L’Espagne traverse alors une grave crise politique. La République n’a pas trouvé son point d’équilibre. La vie politique est perturbée par des accès de violence et l’exaspération d’une arme méprisée, en mal de pouvoir depuis la chute de Primo de Rivera. Témoignage de cette tension : les gardes républicains assassinent le monarchiste Calvo Sotelo en juin 1936. C’est donc dans un contexte conflictuel qu’en juin 1936, Franco rejoint les généraux Godet et Queipo de Llano qui participent à la conspiration du général José Sanjurjo. Le 18 juillet, au lendemain du déclenchement du soulèvement nationaliste, il gagne le Maroc. Fort de ses états de services et de sa connaissance du terrain, il s’assure le contrôle des garnisons, puis, ayant convaincu Mussolini et Hitler de l’aider à organiser un pont aérien à grande échelle vers l’Espagne, il débarque avec l’armée d’Afrique dans le sud de la péninsule. Il dirige une marche victorieuse, semant la terreur jusqu’à Madrid, avec pour cri de guerre le célèbre « Viva la muerte ! » Fin septembre, il libère l’Alcazar de Tolède du siège des troupes républicaines. Cette victoire lui confère une immédiate autorité politique qu’accentue le décès accidentel du général Sanjurjo, permettant à Franco de s’imposer. Jouant à la fois de son excellence militaire et de ses contacts privilégiés avec Berlin et Rome, il devient le chef naturel de la rébellion, nommé « généralissime » par la junte de défense nationale réunie à Burgos (29 septembre), puis chef du gouvernement nationaliste (1er octobre). Il dissout la junte sitôt au pouvoir et s’octroie le titre de chef de l’État. Ce retournement inaugure les années de fer et sang de la guerre civile.

En effet, confronté à la résistance républicaine de Madrid, Franco tente en vain d’encercler la capitale durant l’hiver 1936-1937. À partir du mois de mars, il oriente sa stratégie au nord.
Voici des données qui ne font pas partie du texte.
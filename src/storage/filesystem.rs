use std::io::ErrorKind;
use std::path::{Path, PathBuf};

use bytes::Bytes;
use tokio::fs;
use tokio::io::AsyncWriteExt;
use uuid::Uuid;

use super::paths;
use crate::error::StorageError;

/// Owner-partitioned blob storage on the local filesystem.
///
/// Every blob lives at `<root>/<owner_id>/<folder>/<file_name>` and every
/// path handed to this store is checked to be lexically inside `root`.
#[derive(Debug, Clone)]
pub struct BlobStore {
    root: PathBuf,
}

impl BlobStore {
    /// Relative roots are anchored to the working directory so that
    /// every stored path compares against the same absolute prefix.
    pub fn new(root: impl AsRef<Path>) -> Self {
        let root = root.as_ref();
        let root = if root.is_absolute() {
            root.to_path_buf()
        } else {
            std::env::current_dir()
                .map(|cwd| cwd.join(root))
                .unwrap_or_else(|_| root.to_path_buf())
        };

        Self {
            root: paths::clean(&root),
        }
    }

    #[inline]
    pub fn root(&self) -> &Path {
        &self.root
    }

    /// Writes `content` as a new blob and returns where it ended up.
    ///
    /// If `file_name` is already taken in the target directory a unique
    /// suffix is inserted before its extension. The bytes go to a temporary
    /// file next to the destination first and are renamed into place once
    /// fully synced, so readers never see a partial file.
    pub async fn save(
        &self,
        content: &[u8],
        owner_id: Uuid,
        folder: &str,
        file_name: &str,
    ) -> Result<PathBuf, StorageError> {
        let folder = paths::normalize_folder(Path::new(folder))
            .ok_or(StorageError::InvalidFolder)?;
        let name = paths::file_name(file_name)?;

        let directory = self.root.join(owner_id.to_string()).join(folder);
        fs::create_dir_all(&directory).await?;

        let mut target = directory.join(&name);
        if fs::metadata(&target).await.is_ok() {
            target = directory.join(paths::with_unique_suffix(&name, Uuid::new_v4()));
        }

        let staging = directory.join(format!(".{}.tmp", Uuid::new_v4().to_simple()));

        debug!("Storing blob @ {:?}", &target);
        if let Err(e) = write_synced(&staging, content).await {
            let _ = fs::remove_file(&staging).await;
            return Err(e.into());
        }

        if let Err(e) = fs::rename(&staging, &target).await {
            let _ = fs::remove_file(&staging).await;
            return Err(e.into());
        }

        Ok(target)
    }

    pub async fn read(&self, path: &Path) -> Result<Bytes, StorageError> {
        let path = self.contain(path)?;

        debug!("Reading blob @ {:?}", &path);
        match fs::read(&path).await {
            Ok(data) => Ok(Bytes::from(data)),
            Err(ref e) if e.kind() == ErrorKind::NotFound => Err(StorageError::NotFound),
            Err(other) => Err(other.into()),
        }
    }

    pub async fn delete(&self, path: &Path) -> Result<(), StorageError> {
        let path = self.contain(path)?;

        debug!("Purging blob @ {:?}", &path);
        match fs::remove_file(&path).await {
            Ok(()) => Ok(()),
            Err(ref e) if e.kind() == ErrorKind::NotFound => Err(StorageError::NotFound),
            Err(other) => Err(other.into()),
        }
    }

    pub async fn exists(&self, path: &Path) -> bool {
        let path = match self.contain(path) {
            Ok(path) => path,
            Err(_) => return false,
        };

        fs::metadata(&path)
            .await
            .map(|meta| meta.is_file())
            .unwrap_or(false)
    }

    /// Rejects any path that does not lexically sit below the root.
    fn contain(&self, path: &Path) -> Result<PathBuf, StorageError> {
        let cleaned = paths::clean(path);
        if cleaned != self.root && cleaned.starts_with(&self.root) {
            Ok(cleaned)
        } else {
            Err(StorageError::OutsideRoot)
        }
    }
}

async fn write_synced(path: &Path, content: &[u8]) -> std::io::Result<()> {
    let mut file = fs::File::create(path).await?;
    file.write_all(content).await?;
    file.sync_all().await?;
    Ok(())
}
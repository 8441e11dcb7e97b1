use std::io::Cursor;
use std::sync::Arc;

use image::{DynamicImage, GenericImageView, ImageFormat, Rgb, RgbImage};
use poem::http::StatusCode;
use poem::test::{TestClient, TestResponse};
use poem::web::headers;
use poem::Endpoint;
use tempfile::TempDir;
use uuid::Uuid;

use crate::controller::{UploadCoordinator, MAX_UPLOAD_SIZE};
use crate::identity::{IdentityProvider, TokenTable};
use crate::processor::{ImageTransformer, TransformSettings};
use crate::records::{MemoryRecordStore, UploadRecordStore};
use crate::resolver::FileResolver;
use crate::routes::{self, StowageApi};
use crate::storage::BlobStore;

const BOUNDARY: &str = "stowage-test-boundary";

struct Environment<E> {
    app: TestClient<E>,
    alice: String,
    bob: String,
    root: TempDir,
}

async fn setup_environment() -> anyhow::Result<Environment<impl Endpoint>> {
    setup_environment_with_limit(MAX_UPLOAD_SIZE).await
}

async fn setup_environment_with_limit(limit: usize) -> anyhow::Result<Environment<impl Endpoint>> {
    let root = tempfile::tempdir()?;

    let records: Arc<dyn UploadRecordStore> = Arc::new(MemoryRecordStore::new());
    let blobs = BlobStore::new(root.path());
    let transformer = ImageTransformer::new(
        FileResolver::new(records.clone()),
        blobs.clone(),
        TransformSettings::default(),
        None,
    );
    let coordinator = UploadCoordinator::new(blobs, records, transformer)
        .with_max_upload_size(limit);

    let identity = TokenTable::default();
    let alice = identity.issue(Uuid::new_v4());
    let bob = identity.issue(Uuid::new_v4());

    let api = StowageApi::new(Arc::new(coordinator), Arc::new(identity));
    let app = routes::build(api, "/v1", limit);

    Ok(Environment {
        app: TestClient::new(app),
        alice,
        bob,
        root,
    })
}

fn bearer(token: &str) -> String {
    format!("Bearer {}", token)
}

fn multipart(file_name: &str, data: &[u8], folder: Option<&str>) -> Vec<u8> {
    let mut body = Vec::new();
    body.extend_from_slice(
        format!(
            "--{}\r\nContent-Disposition: form-data; name=\"file\"; filename=\"{}\"\r\n\
             Content-Type: application/octet-stream\r\n\r\n",
            BOUNDARY, file_name,
        )
        .as_bytes(),
    );
    body.extend_from_slice(data);
    body.extend_from_slice(b"\r\n");

    if let Some(folder) = folder {
        body.extend_from_slice(
            format!(
                "--{}\r\nContent-Disposition: form-data; name=\"folder\"\r\n\r\n{}\r\n",
                BOUNDARY, folder,
            )
            .as_bytes(),
        );
    }

    body.extend_from_slice(format!("--{}--\r\n", BOUNDARY).as_bytes());
    body
}

fn test_image() -> Vec<u8> {
    let img = DynamicImage::ImageRgb8(RgbImage::from_fn(200, 100, |x, y| {
        Rgb([(x % 256) as u8, (y * 2 % 256) as u8, 64])
    }));
    let mut buff = Cursor::new(Vec::new());
    img.write_to(&mut buff, ImageFormat::Jpeg)
        .expect("encode test image");
    buff.into_inner()
}

async fn upload<E: Endpoint>(
    app: &TestClient<E>,
    token: &str,
    file_name: &str,
    data: &[u8],
    folder: Option<&str>,
) -> TestResponse {
    let body = multipart(file_name, data, folder);
    app.post("/v1/uploads")
        .header("Authorization", bearer(token))
        .content_type(format!("multipart/form-data; boundary={}", BOUNDARY))
        .typed_header(headers::ContentLength(body.len() as u64))
        .body(body)
        .send()
        .await
}

async fn bytes(res: TestResponse) -> anyhow::Result<Vec<u8>> {
    Ok(res.0.into_body().into_vec().await?)
}

async fn upload_id<E: Endpoint>(app: &TestClient<E>, token: &str, name: &str, data: &[u8]) -> anyhow::Result<String> {
    let res = upload(app, token, name, data, None).await;
    res.assert_status(StatusCode::OK);

    let info = res.json().await;
    Ok(info.value().object().get("uploadId").string().to_string())
}

#[tokio::test]
async fn test_upload_list_and_fetch() -> anyhow::Result<()> {
    let env = setup_environment().await?;

    let res = upload(&env.app, &env.alice, "notes.txt", b"hello there", Some("docs")).await;
    res.assert_status(StatusCode::OK);
    let info = res.json().await;
    let info = info.value().object();
    let id = info.get("uploadId").string().to_string();
    info.get("checksum")
        .assert_i64(crc32fast::hash(b"hello there") as i64);

    let res = env
        .app
        .get("/v1/uploads")
        .header("Authorization", bearer(&env.alice))
        .send()
        .await;
    res.assert_status(StatusCode::OK);
    let listed = res.json().await;
    let uploads = listed.value().object().get("uploads").array();
    uploads.assert_len(1);
    let first = uploads.get(0).object();
    first.get("id").assert_string(&id);
    assert!(first.get("filePath").string().ends_with("docs/notes.txt"));

    let res = env
        .app
        .get(format!("/v1/files/{}", id))
        .header("Authorization", bearer(&env.alice))
        .send()
        .await;
    res.assert_status(StatusCode::OK);
    res.assert_content_type("text/plain");
    assert_eq!(bytes(res).await?, b"hello there");

    Ok(())
}

#[tokio::test]
async fn test_requests_need_a_valid_token() -> anyhow::Result<()> {
    let env = setup_environment().await?;

    let res = env
        .app
        .get("/v1/uploads")
        .header("Authorization", bearer("forged"))
        .send()
        .await;
    res.assert_status(StatusCode::UNAUTHORIZED);

    let res = upload(&env.app, "forged", "a.txt", b"data", None).await;
    res.assert_status(StatusCode::UNAUTHORIZED);

    Ok(())
}

#[tokio::test]
async fn test_other_owners_are_forbidden() -> anyhow::Result<()> {
    let env = setup_environment().await?;
    let id = upload_id(&env.app, &env.alice, "private.txt", b"mine").await?;

    let res = env
        .app
        .get(format!("/v1/uploads/{}", id))
        .header("Authorization", bearer(&env.bob))
        .send()
        .await;
    res.assert_status(StatusCode::FORBIDDEN);

    let res = env
        .app
        .delete(format!("/v1/uploads/{}", id))
        .header("Authorization", bearer(&env.bob))
        .send()
        .await;
    res.assert_status(StatusCode::FORBIDDEN);

    let res = env
        .app
        .get(format!("/v1/files/{}", id))
        .header("Authorization", bearer(&env.bob))
        .send()
        .await;
    res.assert_status(StatusCode::FORBIDDEN);

    let res = env
        .app
        .get(format!("/v1/uploads/{}", id))
        .header("Authorization", bearer(&env.alice))
        .send()
        .await;
    res.assert_status(StatusCode::OK);

    Ok(())
}

#[tokio::test]
async fn test_delete_then_get_is_not_found() -> anyhow::Result<()> {
    let env = setup_environment().await?;
    let id = upload_id(&env.app, &env.alice, "temp.bin", b"\x00\x01\x02").await?;

    let res = env
        .app
        .delete(format!("/v1/uploads/{}", id))
        .header("Authorization", bearer(&env.alice))
        .send()
        .await;
    res.assert_status(StatusCode::OK);

    let res = env
        .app
        .get(format!("/v1/uploads/{}", id))
        .header("Authorization", bearer(&env.alice))
        .send()
        .await;
    res.assert_status(StatusCode::NOT_FOUND);

    let res = env
        .app
        .get(format!("/v1/files/{}", id))
        .header("Authorization", bearer(&env.alice))
        .send()
        .await;
    res.assert_status(StatusCode::NOT_FOUND);

    Ok(())
}

#[tokio::test]
async fn test_invalid_folder_is_rejected() -> anyhow::Result<()> {
    let env = setup_environment().await?;

    let res = upload(&env.app, &env.alice, "x.txt", b"data", Some("../../escape")).await;
    res.assert_status(StatusCode::BAD_REQUEST);

    Ok(())
}

#[tokio::test]
async fn test_image_resizing() -> anyhow::Result<()> {
    let env = setup_environment().await?;
    let id = upload_id(&env.app, &env.alice, "photo.jpg", &test_image()).await?;

    let res = env
        .app
        .get(format!("/v1/images/{}?w=100", id))
        .header("Authorization", bearer(&env.alice))
        .send()
        .await;
    res.assert_status(StatusCode::OK);
    res.assert_content_type("image/jpeg");

    let disposition = res
        .0
        .headers()
        .get("content-disposition")
        .and_then(|v| v.to_str().ok())
        .map(ToString::to_string);
    assert_eq!(disposition, Some(format!("inline; filename=\"image_{}.jpg\"", id)));

    let img = image::load_from_memory(&bytes(res).await?)?;
    assert_eq!(img.dimensions(), (100, 50));

    Ok(())
}

#[tokio::test]
async fn test_image_format_conversion() -> anyhow::Result<()> {
    let env = setup_environment().await?;
    let id = upload_id(&env.app, &env.alice, "photo.jpg", &test_image()).await?;

    let res = env
        .app
        .get(format!("/v1/images/{}?format=webp", id))
        .header("Authorization", bearer(&env.alice))
        .send()
        .await;
    res.assert_status(StatusCode::OK);
    res.assert_content_type("image/webp");

    let img = image::load_from_memory(&bytes(res).await?)?;
    assert_eq!(img.dimensions(), (200, 100));

    let res = env
        .app
        .get(format!("/v1/images/{}?w=5000&format=png", id))
        .header("Authorization", bearer(&env.alice))
        .send()
        .await;
    res.assert_status(StatusCode::OK);
    res.assert_content_type("image/png");
    let img = image::load_from_memory(&bytes(res).await?)?;
    assert_eq!(img.width(), 200);

    Ok(())
}

#[tokio::test]
async fn test_image_parameter_validation() -> anyhow::Result<()> {
    let env = setup_environment().await?;
    let id = upload_id(&env.app, &env.alice, "photo.jpg", &test_image()).await?;

    for query in ["q=150", "format=bmp", "w=-1"] {
        let res = env
            .app
            .get(format!("/v1/images/{}?{}", id, query))
            .header("Authorization", bearer(&env.alice))
            .send()
            .await;
        res.assert_status(StatusCode::BAD_REQUEST);
    }

    let text = upload_id(&env.app, &env.alice, "readme.txt", b"# hi").await?;
    let res = env
        .app
        .get(format!("/v1/images/{}", text))
        .header("Authorization", bearer(&env.alice))
        .send()
        .await;
    res.assert_status(StatusCode::BAD_REQUEST);

    Ok(())
}

#[tokio::test]
async fn test_reads_without_a_body() -> anyhow::Result<()> {
    let env = setup_environment().await?;
    let id = upload_id(&env.app, &env.alice, "plain.txt", b"plain").await?;

    // Plain GET requests carry no Content-Length at all.
    let res = env
        .app
        .get(format!("/v1/uploads/{}", id))
        .header("Authorization", bearer(&env.alice))
        .send()
        .await;
    res.assert_status(StatusCode::OK);
    let info = res.json().await;
    info.value().object().get("id").assert_string(&id);

    let res = env
        .app
        .get(format!("/v1/uploads/{}", Uuid::new_v4()))
        .header("Authorization", bearer(&env.alice))
        .send()
        .await;
    res.assert_status(StatusCode::NOT_FOUND);

    Ok(())
}

#[tokio::test]
async fn test_list_order_after_delete() -> anyhow::Result<()> {
    let env = setup_environment().await?;
    let first = upload_id(&env.app, &env.alice, "one.txt", b"1").await?;
    let second = upload_id(&env.app, &env.alice, "two.txt", b"2").await?;
    let third = upload_id(&env.app, &env.alice, "three.txt", b"3").await?;
    upload_id(&env.app, &env.bob, "other.txt", b"4").await?;

    let res = env
        .app
        .delete(format!("/v1/uploads/{}", second))
        .header("Authorization", bearer(&env.alice))
        .send()
        .await;
    res.assert_status(StatusCode::OK);

    let res = env
        .app
        .get("/v1/uploads")
        .header("Authorization", bearer(&env.alice))
        .send()
        .await;
    res.assert_status(StatusCode::OK);
    let listed = res.json().await;
    let uploads = listed.value().object().get("uploads").array();
    uploads.assert_len(2);
    uploads.get(0).object().get("id").assert_string(&first);
    uploads.get(1).object().get("id").assert_string(&third);

    Ok(())
}

#[tokio::test]
async fn test_oversized_uploads_are_refused() -> anyhow::Result<()> {
    let env = setup_environment_with_limit(1024).await?;

    // Small enough to get past the body limit, caught by the coordinator.
    let res = upload(&env.app, &env.alice, "big.bin", &vec![7u8; 2048], None).await;
    res.assert_status(StatusCode::BAD_REQUEST);

    // Refused on the declared length alone.
    let res = upload(&env.app, &env.alice, "huge.bin", &vec![7u8; 128 * 1024], None).await;
    res.assert_status(StatusCode::PAYLOAD_TOO_LARGE);

    assert!(std::fs::read_dir(env.root.path())?.next().is_none());

    Ok(())
}
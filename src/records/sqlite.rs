use std::str::FromStr;

use anyhow::{bail, Result};
use async_trait::async_trait;
use chrono::{DateTime, Utc};
use serde::Deserialize;
use sqlx::sqlite::{SqlitePool, SqlitePoolOptions, SqliteRow};
use sqlx::Row;
use uuid::Uuid;

use super::{UploadRecord, UploadRecordStore};

/// The configuration for the SQLite record backend.
///
/// The `connection_uri` should be formatted as a direct connect
/// uri. e.g.
/// `sqlite://stowage.db?mode=rwc`
///
/// The `pool_size` determined the *maximum* amount of pool connections.
#[derive(Debug, Clone, Deserialize)]
pub struct DatabaseConfig {
    pub connection_uri: String,

    #[serde(default = "default_pool_size")]
    pub pool_size: u32,
}

const fn default_pool_size() -> u32 {
    10
}

fn from_row(row: SqliteRow) -> Result<UploadRecord> {
    let id: String = row.try_get("id")?;
    let owner_id: String = row.try_get("owner_id")?;
    let deleted_at: Option<DateTime<Utc>> = row.try_get("deleted_at")?;

    Ok(UploadRecord {
        id: Uuid::from_str(&id)?,
        owner_id: Uuid::from_str(&owner_id)?,
        file_path: row.try_get("file_path")?,
        created_at: row.try_get("created_at")?,
        updated_at: row.try_get("updated_at")?,
        deleted_at,
    })
}

/// A record backend set to handle a SQLite database.
pub struct SqliteRecordStore {
    pool: SqlitePool,
}

impl SqliteRecordStore {
    /// Connect to the given SQLite database.
    ///
    /// This will build a connection pool and connect with a maximum
    /// of n connections determined by the `pool_size` of the given
    /// config.
    pub async fn connect(cfg: &DatabaseConfig) -> Result<Self> {
        let pool = SqlitePoolOptions::new()
            .max_connections(cfg.pool_size)
            .connect(&cfg.connection_uri)
            .await?;

        Ok(Self { pool })
    }

    pub async fn ensure_tables(&self) -> Result<()> {
        info!("building tables");

        sqlx::query(
            r#"
        CREATE TABLE IF NOT EXISTS uploads (
            id CHAR(36) PRIMARY KEY,
            file_path TEXT NOT NULL,
            owner_id CHAR(36) NOT NULL,
            created_at TIMESTAMP NOT NULL,
            updated_at TIMESTAMP NOT NULL,
            deleted_at TIMESTAMP NULL
        )"#,
        )
        .execute(&self.pool)
        .await?;

        sqlx::query("CREATE INDEX IF NOT EXISTS idx_uploads_owner ON uploads (owner_id)")
            .execute(&self.pool)
            .await?;

        Ok(())
    }
}

#[async_trait]
impl UploadRecordStore for SqliteRecordStore {
    async fn create(&self, record: UploadRecord) -> Result<()> {
        sqlx::query(
            r#"
        INSERT INTO uploads (
            id,
            file_path,
            owner_id,
            created_at,
            updated_at,
            deleted_at
        ) VALUES (?, ?, ?, ?, ?, ?)"#,
        )
        .bind(record.id.to_string())
        .bind(&record.file_path)
        .bind(record.owner_id.to_string())
        .bind(record.created_at)
        .bind(record.updated_at)
        .bind(record.deleted_at)
        .execute(&self.pool)
        .await?;

        Ok(())
    }

    async fn find_by_id(&self, id: Uuid) -> Result<Option<UploadRecord>> {
        let row = sqlx::query("SELECT * FROM uploads WHERE id = ? AND deleted_at IS NULL LIMIT 1")
            .bind(id.to_string())
            .fetch_optional(&self.pool)
            .await?;

        row.map(from_row).transpose()
    }

    async fn find_by_owner(&self, owner_id: Uuid) -> Result<Vec<UploadRecord>> {
        let rows = sqlx::query(
            "SELECT * FROM uploads WHERE owner_id = ? AND deleted_at IS NULL ORDER BY rowid",
        )
        .bind(owner_id.to_string())
        .fetch_all(&self.pool)
        .await?;

        rows.into_iter().map(from_row).collect()
    }

    async fn delete(&self, id: Uuid) -> Result<()> {
        let now = Utc::now();
        let done = sqlx::query(
            "UPDATE uploads SET deleted_at = ?, updated_at = ? WHERE id = ? AND deleted_at IS NULL",
        )
        .bind(now)
        .bind(now)
        .bind(id.to_string())
        .execute(&self.pool)
        .await?;

        if done.rows_affected() == 0 {
            bail!("upload {} not found", id);
        }

        Ok(())
    }
}
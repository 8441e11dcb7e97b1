use std::sync::RwLock;

use hashbrown::HashMap;
use uuid::Uuid;

/// Issues and verifies opaque bearer tokens for subjects.
///
/// The upload core never looks at tokens itself, it only consumes the
/// subject id a provider resolved.
pub trait IdentityProvider: Sync + Send + 'static {
    fn issue(&self, subject: Uuid) -> String;

    fn validate(&self, token: &str) -> Option<Uuid>;
}

/// A fixed token table, optionally seeded from the config file.
#[derive(Default)]
pub struct TokenTable {
    tokens: RwLock<HashMap<String, Uuid>>,
}

impl TokenTable {
    pub fn new<I>(seed: I) -> Self
    where
        I: IntoIterator<Item = (String, Uuid)>,
    {
        Self {
            tokens: RwLock::new(seed.into_iter().collect()),
        }
    }
}

impl IdentityProvider for TokenTable {
    fn issue(&self, subject: Uuid) -> String {
        let mut raw = Vec::with_capacity(32);
        raw.extend_from_slice(Uuid::new_v4().as_bytes());
        raw.extend_from_slice(Uuid::new_v4().as_bytes());
        let token = base64::encode_config(&raw, base64::URL_SAFE_NO_PAD);

        let mut lock = self.tokens.write().unwrap_or_else(|e| e.into_inner());
        lock.insert(token.clone(), subject);

        token
    }

    fn validate(&self, token: &str) -> Option<Uuid> {
        let lock = self.tokens.read().unwrap_or_else(|e| e.into_inner());
        lock.get(token).copied()
    }
}
use std::collections::HashMap;
use std::path::{Path, PathBuf};

use anyhow::{anyhow, Result};
use once_cell::sync::OnceCell;
use serde::Deserialize;
use uuid::Uuid;

use crate::controller::MAX_UPLOAD_SIZE;
use crate::processor::ResizeFilter;
use crate::records::RecordBackendConfig;

static CONFIG: OnceCell<RuntimeConfig> = OnceCell::new();

/// Written out by `stowage init`.
pub const EXAMPLE_CONFIG: &str = r#"# Where blobs are written, one directory per owner.
storage_root: "./data"

host: "127.0.0.1"
port: 8000
base_path: "/v1"

# Uploads above this many bytes are refused.
max_upload_size: 10485760

records:
  type: sqlite
  config:
    connection_uri: "sqlite://stowage.db?mode=rwc"
    pool_size: 10

identity:
  tokens:
    # token: owner id
    "change-me": "00000000-0000-0000-0000-000000000001"

# Caps how many image variants are rendered at once.
max_concurrency: 8
resize_filter: lanczos3
avif_speed: 8
"#;

pub fn config() -> &'static RuntimeConfig {
    CONFIG.get().expect("config not initialised")
}

/// Loads the config file at `path` into the global slot.
pub async fn init(path: &Path) -> Result<()> {
    let data = tokio::fs::read_to_string(path).await?;
    init_from_str(&data)
}

pub fn init_from_str(data: &str) -> Result<()> {
    let cfg = RuntimeConfig::parse(data)?;
    CONFIG
        .set(cfg)
        .map_err(|_| anyhow!("config already initialised"))
}

#[derive(Debug, Deserialize)]
pub struct RuntimeConfig {
    #[serde(default = "default_host")]
    pub host: String,

    #[serde(default = "default_port")]
    pub port: u16,

    #[serde(default = "default_base_path")]
    /// The URL prefix the API is nested under.
    pub base_path: String,

    /// The directory every blob is stored below.
    pub storage_root: PathBuf,

    #[serde(default = "default_max_upload_size")]
    /// Maximum upload size in bytes.
    ///
    /// Defaults to 10 MiB.
    pub max_upload_size: usize,

    #[serde(default)]
    /// The upload metadata backend.
    pub records: RecordBackendConfig,

    #[serde(default)]
    pub identity: IdentityConfig,

    /// The max amount of image transformations running at once.
    ///
    /// Unlimited when not set.
    pub max_concurrency: Option<usize>,

    #[serde(default)]
    /// The resampling filter used when shrinking images.
    pub resize_filter: ResizeFilter,

    #[serde(default = "default_avif_speed")]
    /// The AVIF encoder speed from 1 (slowest, smallest) to 10 (fastest).
    pub avif_speed: u8,
}

impl RuntimeConfig {
    pub fn parse(data: &str) -> Result<Self> {
        let cfg: Self = serde_yaml::from_str(data)?;

        if cfg.max_upload_size == 0 {
            return Err(anyhow!("max_upload_size must be greater than 0"));
        }

        if !(1..=10).contains(&cfg.avif_speed) {
            return Err(anyhow!("avif_speed must be between 1 and 10 inclusive"));
        }

        if cfg.max_concurrency == Some(0) {
            return Err(anyhow!("max_concurrency must be greater than 0 when set"));
        }

        Ok(cfg)
    }
}

#[derive(Debug, Default, Deserialize)]
pub struct IdentityConfig {
    #[serde(default)]
    /// Static bearer tokens mapped to the owner id they authenticate as.
    pub tokens: HashMap<String, Uuid>,
}

fn default_host() -> String {
    "127.0.0.1".to_string()
}

const fn default_port() -> u16 {
    8000
}

fn default_base_path() -> String {
    "/v1".to_string()
}

const fn default_max_upload_size() -> usize {
    MAX_UPLOAD_SIZE
}

const fn default_avif_speed() -> u8 {
    8
}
Six mois plus tard, le nord industriel est conquis avec les prises de Bilbao (juin), de Santader (août), puis, fin 1938, avec l’écrasante victoire contre l’armée républicaine de l’Ebre. Les combats ont été d’une rare violence. La détermination de Franco à vaincre est passée à la postérité grâce à Guernica, œuvre de Picasso honorant la mémoire de 1 500 des 7 000 habitants du village massacrés par les bombes au phosphore des avions allemands. Barcelone tombe en janvier 1939, Madrid le 28 mars. Le 1er avril, Franco proclame la fin de guerre. Assuré d’une autorité sans partage, il continue à cadenasser son autocratie.